No ha hecho falta que nadie le arree un guantazo o un crochet en el mentón a Antonio Maestre para que las Cortes versionen la ley de defensa de la República como la que redactaron Azaña y Casares Quiroga. El jacobino ilustrado, tan elogiado en la derecha en la época de Aznar, decretó que España había dejado de ser católica y después cerró más de cien periódicos.
Esta semana el Congreso ha aprobado la reforma del reglamento para expulsar a los medios desafectos. Para Patxi López son pseudoperiodistas y los distingue de los serios, a los que agradece su trabajo, compromiso con la verdad y la buena información. De ninguna manera puede haber cabida para el odio al que piensa distinto ni espacio para el acoso al disidente. Esos fuera. Y Bildu dentro. Son clasistas y racistas «por más negro que sea alguno» (sic), aunque ni pío de Pardo de Vera (la periodista, no la que contrató a Jéssica), que le tiró el micrófono al suelo a Ndongo al grito de “recógelo como gorila”.
La iniciativa traída al alimón por PSOE y PNV es en realidad la actualización de un manifiesto que los jefes de prensa de los partidos que sustentan a Sánchez firmaron en diciembre de 2021 reclamando la vuelta de la censura. Después vinieron las asociaciones de periodistas, entes a mitad de camino entre el sindicato con micrófono y el retiro para dinosaurios de la transición. A falta de la rúbrica oficial, la atmósfera ya estaba creada.

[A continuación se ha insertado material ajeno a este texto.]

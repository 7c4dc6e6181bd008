//! Lanewright - Swimlane layout for business process diagrams
//!
//! Takes a process document (elements, flows and the actors performing
//! them) and computes a left-to-right layered layout with one horizontal
//! lane per actor. The resulting diagram can be published to a whiteboard
//! service, with one task created per task element.
//!
//! Organization hierarchy documents (value chain, macroprocesses, SIPOC
//! tables) lay out as overview boards through the same publisher.
//!
//! # Quick Start
//!
//! ```rust
//! use lanewright::layout;
//!
//! let json = r#"{
//!     "name": "Expense claim",
//!     "elements": [
//!         {"id": "s", "type": "start_event", "label": "Submitted", "actor": "Employee"},
//!         {"id": "r", "type": "task", "subtype": "user", "label": "Review", "actor": "Manager"},
//!         {"id": "e", "type": "end_event", "label": "Paid", "actor": "Manager"}
//!     ],
//!     "flows": [
//!         {"source": "s", "target": "r"},
//!         {"source": "r", "target": "e"}
//!     ]
//! }"#;
//!
//! let diagram = layout(json).unwrap();
//! assert_eq!(diagram.lanes.len(), 2);
//! assert_eq!(diagram.elements.len(), 3);
//! ```
//!
//! # Advanced Usage
//!
//! For more control, run the stages yourself:
//!
//! ```rust
//! use lanewright::prelude::*;
//!
//! let mut db = ProcessDatabase::with_name("Intake");
//! db.add_start("s", "Desk").unwrap();
//! db.add_task("t", "Register", "Desk").unwrap();
//! db.add_end("e", "Desk").unwrap();
//! db.add_simple_flow("s", "t").unwrap();
//! db.add_simple_flow("t", "e").unwrap();
//!
//! let grid = ProcessLayoutAlgorithm::new().layout(&db).unwrap();
//! assert_eq!(grid.cell("t").unwrap().column, 1);
//!
//! let diagram = GeometryEmitter::new().emit(&db, &grid);
//! assert_eq!(diagram.connectors.len(), 2);
//! ```

pub mod core;
pub mod plugins;

pub use core::*;

/// Prelude module for convenient imports
pub mod prelude {
    pub use crate::core::{
        Database, ElementKind, HierarchyConfig, LayoutAlgorithm, LayoutConfig, PipelineConfig,
        Process, ProcessElement, ProcessError, ProcessFlow,
    };
    pub use crate::plugins::hierarchy::{
        BoardDiagram, OrganizationHierarchy, SipocLayout, ValueChainLayout,
    };
    pub use crate::plugins::orchestrator::Pipeline;
    pub use crate::plugins::process::{
        Diagram, GeometryEmitter, GridLayout, ProcessDatabase, ProcessLayoutAlgorithm,
        ProcessValidator, SwimlaneAssigner,
    };
    pub use crate::plugins::remote::{CanvasClient, Publisher, TaskClient};
}

/// Parse a JSON process document
///
/// # Example
/// ```rust
/// use lanewright::parse;
///
/// let process = parse(r#"{"name": "Empty"}"#).unwrap();
/// assert_eq!(process.name, "Empty");
/// assert!(process.elements.is_empty());
/// ```
pub fn parse(input: &str) -> anyhow::Result<crate::core::Process> {
    Ok(crate::core::Process::from_json(input)?)
}

/// Parse and lay out a JSON process document with the default configuration
///
/// Typed layout failures can be recovered with
/// `err.downcast_ref::<ProcessError>()`.
pub fn layout(input: &str) -> anyhow::Result<plugins::process::Diagram> {
    let process = parse(input)?;
    layout_with_config(&process, &crate::core::PipelineConfig::default())
}

/// Lay out a parsed process with an explicit configuration
pub fn layout_with_config(
    process: &crate::core::Process,
    config: &crate::core::PipelineConfig,
) -> anyhow::Result<plugins::process::Diagram> {
    use crate::plugins::orchestrator::Pipeline;

    Ok(Pipeline::new(config.clone()).layout(process)?)
}

#[cfg(test)]
mod tests {
    use super::*;

    const CLAIM: &str = r#"{
        "name": "Claim",
        "elements": [
            {"id": "s", "type": "start_event", "label": "Start", "actor": "Clerk"},
            {"id": "t", "type": "task", "label": "File", "actor": "Clerk"},
            {"id": "e", "type": "end_event", "label": "End", "actor": "Clerk"}
        ],
        "flows": [
            {"source": "s", "target": "t"},
            {"source": "t", "target": "e"}
        ]
    }"#;

    #[test]
    fn test_parse() {
        let process = parse(CLAIM).unwrap();
        assert_eq!(process.elements.len(), 3);
        assert_eq!(process.flows.len(), 2);
    }

    #[test]
    fn test_parse_invalid_json() {
        assert!(parse("{ not json").is_err());
    }

    #[test]
    fn test_layout() {
        let diagram = layout(CLAIM).unwrap();
        assert_eq!(diagram.name, "Claim");
        assert_eq!(diagram.elements.len(), 3);
    }

    #[test]
    fn test_layout_error_downcasts() {
        let json = r#"{
            "name": "Lost",
            "elements": [{"id": "t", "type": "task", "label": "Alone", "actor": "A"}]
        }"#;
        let err = layout(json).unwrap_err();
        assert!(err.downcast_ref::<ProcessError>().is_some());
    }

    #[test]
    fn test_layout_with_config_default_actor() {
        let mut process = parse(CLAIM).unwrap();
        process.elements[1].actor = None;
        let mut config = PipelineConfig::default();
        config.layout.default_actor = Some("Clerk".to_string());
        let diagram = layout_with_config(&process, &config).unwrap();
        assert_eq!(diagram.lanes.len(), 1);
    }
}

Esta nueva victoria de Sánchez demuestra que su gran logro es que los medios y el poder político vayan de la mano con total naturalidad. Moncloa ha sometido a los tres poderes (ejecutivo, legislativo y judicial) mientras que al cuarto, la prensa, lo tiene aún más de rodillas porque le da de comer. No hay medios públicos y privados, sino públicos y concertados. Tampoco es verdad que TVE sea el NODO como leemos a menudo, qué más quisieran. La propaganda es mucho más vulgar. Desde primera hora de la mañana desfilan en la mesa de Inchaurrondo (medio millón al año) los plumillas elegidos por Ferraz y Génova para contarnos qué está pasando. Por la tarde llegan las Charos de sobremesa, Cintora en La 2 y Broncano (28 millones) de noche. Turra política completa y zafiedad a partes iguales.
Son los encubridores de la corrupción socialista mientras el Congreso aprueba un régimen sancionador para los periodistas incómodos. La izquierda tuvo a sus gamberros durante décadas, pero a Évole y Wyoming les llamaban cultura.
La cuestión de fondo, la esencial, es que asistimos al fin de la libertad de expresión en Occidente. En Irlanda el boxeador y candidato a la presidencia, Conor McGregor, denuncia que ese derecho se lo han arrebatado al pueblo. Lo dice en un momento en que la policía persigue al tuitero hasta la puerta de casa y la prensa acusa de racista a quienes, como los irlandeses, protestan por las salvajadas que a menudo sufren en sus calles.
Tal estigmatización es muy propia de los medios tradicionales y eso suscita el rechazo generalizado entre la juventud, que emplea términos como jovenlandés para sortear la censura en las redes y denunciar que un magrebí ha cometido un crimen. En cierto modo, recuerda a Calvo Sotelo cuando leía en la tribuna del Congreso los asesinatos del Frente Popular que no aparecían en los periódicos secuestrados por Azaña. Era la única manera de llegar a la calle.
PD: Al queridísimo Antonio O’Mullony, un poco menos irlandés que McGregor, pero igual de valiente.